[Stored data]
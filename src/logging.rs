//! Logging System
//!
//! Diagnostic logging for the host process using the `tracing` crate. Stdout is
//! reserved for telemetry lines, so diagnostics go to stderr or a file.

use crate::error::ConfigError;
use serde::{Deserialize, Serialize};
use std::collections::HashMap;
use std::path::PathBuf;
use std::sync::Arc;
use tracing_subscriber::fmt::time::ChronoUtc;
use tracing_subscriber::fmt::writer::BoxMakeWriter;
use tracing_subscriber::{fmt, layer::SubscriberExt, util::SubscriberInitExt, EnvFilter, Registry};

/// Logging configuration
#[derive(Debug, Clone, Serialize, Deserialize)]
pub struct LoggingConfig {
    /// Install a subscriber at all
    #[serde(default = "default_true")]
    pub enabled: bool,

    /// Log level: trace, debug, info, warn, error, off
    #[serde(default = "default_log_level")]
    pub level: String,

    /// Output format: json, text (default: text)
    #[serde(default = "default_format")]
    pub format: String,

    /// Output destination: stderr, file
    #[serde(default = "default_output")]
    pub output: String,

    /// Log file path (if output is "file"); defaults under the platform state dir
    #[serde(default)]
    pub file: Option<PathBuf>,

    /// Enable colored output (text format on stderr only)
    #[serde(default = "default_true")]
    pub color: bool,

    /// Module-specific log levels
    #[serde(default)]
    pub modules: HashMap<String, String>,
}

fn default_log_level() -> String {
    "info".to_string()
}

fn default_format() -> String {
    "text".to_string()
}

fn default_output() -> String {
    "stderr".to_string()
}

fn default_true() -> bool {
    true
}

impl Default for LoggingConfig {
    fn default() -> Self {
        Self {
            enabled: default_true(),
            level: default_log_level(),
            format: default_format(),
            output: default_output(),
            file: None,
            color: default_true(),
            modules: HashMap::new(),
        }
    }
}

/// Default log file: `<state dir>/glean-server.log`, falling back to the local data dir.
pub fn default_log_file_path() -> Option<PathBuf> {
    let dirs = directories::ProjectDirs::from("", "", "glean-server")?;
    let base = dirs
        .state_dir()
        .map(|p| p.to_path_buf())
        .unwrap_or_else(|| dirs.data_local_dir().to_path_buf());
    Some(base.join("glean-server.log"))
}

/// Initialize the logging system
///
/// Priority order (highest to lowest):
/// 1. Environment variables (GLEAN_SERVER_LOG, GLEAN_SERVER_LOG_FORMAT, ...)
/// 2. Configuration
/// 3. Defaults
pub fn init_logging(config: Option<&LoggingConfig>) -> Result<(), ConfigError> {
    if !config.map(|c| c.enabled).unwrap_or(true) {
        return Ok(());
    }

    let filter = build_env_filter(config)?;
    let format = determine_format(config)?;
    let output = determine_output(config)?;

    let use_color = output == OutputDestination::Stderr && config.map(|c| c.color).unwrap_or(true);

    let writer = match output {
        OutputDestination::Stderr => BoxMakeWriter::new(std::io::stderr),
        OutputDestination::File => {
            let log_file = config
                .and_then(|c| c.file.clone())
                .or_else(default_log_file_path)
                .ok_or_else(|| {
                    ConfigError::Logging("No log file path and no home directory".to_string())
                })?;
            if let Some(parent) = log_file.parent() {
                std::fs::create_dir_all(parent).map_err(|e| {
                    ConfigError::Logging(format!("Failed to create log directory: {}", e))
                })?;
            }
            let file = std::fs::OpenOptions::new()
                .create(true)
                .append(true)
                .open(&log_file)
                .map_err(|e| ConfigError::Output {
                    path: log_file.clone(),
                    source: e,
                })?;
            BoxMakeWriter::new(Arc::new(file))
        }
    };

    let registry = Registry::default().with(filter);
    let result = if format == "json" {
        registry
            .with(
                fmt::layer()
                    .json()
                    .with_target(true)
                    .with_timer(ChronoUtc::rfc_3339())
                    .with_writer(writer),
            )
            .try_init()
    } else {
        registry
            .with(
                fmt::layer()
                    .with_target(true)
                    .with_timer(ChronoUtc::rfc_3339())
                    .with_ansi(use_color)
                    .with_writer(writer),
            )
            .try_init()
    };

    result.map_err(|e| ConfigError::Logging(e.to_string()))
}

/// Whether diagnostics end up on stderr for this configuration.
pub fn logs_to_stderr(config: &LoggingConfig) -> bool {
    config.enabled && matches!(determine_output(Some(config)), Ok(OutputDestination::Stderr))
}

/// Build environment filter from config or environment variables
fn build_env_filter(config: Option<&LoggingConfig>) -> Result<EnvFilter, ConfigError> {
    if let Ok(filter) = EnvFilter::try_from_env("GLEAN_SERVER_LOG") {
        return Ok(filter);
    }

    let level = config.map(|c| c.level.as_str()).unwrap_or("info");

    if level == "off" {
        return Ok(EnvFilter::new("off"));
    }

    let mut filter = EnvFilter::new(level);

    if let Some(config) = config {
        for (module, module_level) in &config.modules {
            let directive = format!("{}={}", module, module_level);
            filter = filter.add_directive(
                directive
                    .parse()
                    .map_err(|e| ConfigError::Logging(format!("Invalid log directive: {}", e)))?,
            );
        }
    }

    Ok(filter)
}

/// Determine output format from config or environment
fn determine_format(config: Option<&LoggingConfig>) -> Result<String, ConfigError> {
    if let Ok(format) = std::env::var("GLEAN_SERVER_LOG_FORMAT") {
        if format == "json" || format == "text" {
            return Ok(format);
        }
    }

    let format = config.map(|c| c.format.as_str()).unwrap_or("text");

    if format != "json" && format != "text" {
        return Err(ConfigError::Logging(format!(
            "Invalid log format: {} (must be 'json' or 'text')",
            format
        )));
    }

    Ok(format.to_string())
}

#[derive(Debug, Clone, Copy, PartialEq, Eq)]
enum OutputDestination {
    Stderr,
    File,
}

fn determine_output(config: Option<&LoggingConfig>) -> Result<OutputDestination, ConfigError> {
    if let Ok(output) = std::env::var("GLEAN_SERVER_LOG_OUTPUT") {
        return parse_output_destination(&output);
    }

    let output = config.map(|c| c.output.as_str()).unwrap_or("stderr");
    parse_output_destination(output)
}

fn parse_output_destination(output: &str) -> Result<OutputDestination, ConfigError> {
    match output {
        "stderr" => Ok(OutputDestination::Stderr),
        "file" => Ok(OutputDestination::File),
        // Stdout carries telemetry; refuse to mix diagnostics into it.
        "stdout" => Err(ConfigError::Logging(
            "Log output 'stdout' is reserved for telemetry lines".to_string(),
        )),
        _ => Err(ConfigError::Logging(format!(
            "Invalid log output: {} (must be 'stderr' or 'file')",
            output
        ))),
    }
}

What you should do » All lines above containing the string "derive": copy each one.

Solution to this task »
#[derive(Debug, Clone, Serialize, Deserialize)]
#[derive(Debug, Clone, Copy, PartialEq, Eq)]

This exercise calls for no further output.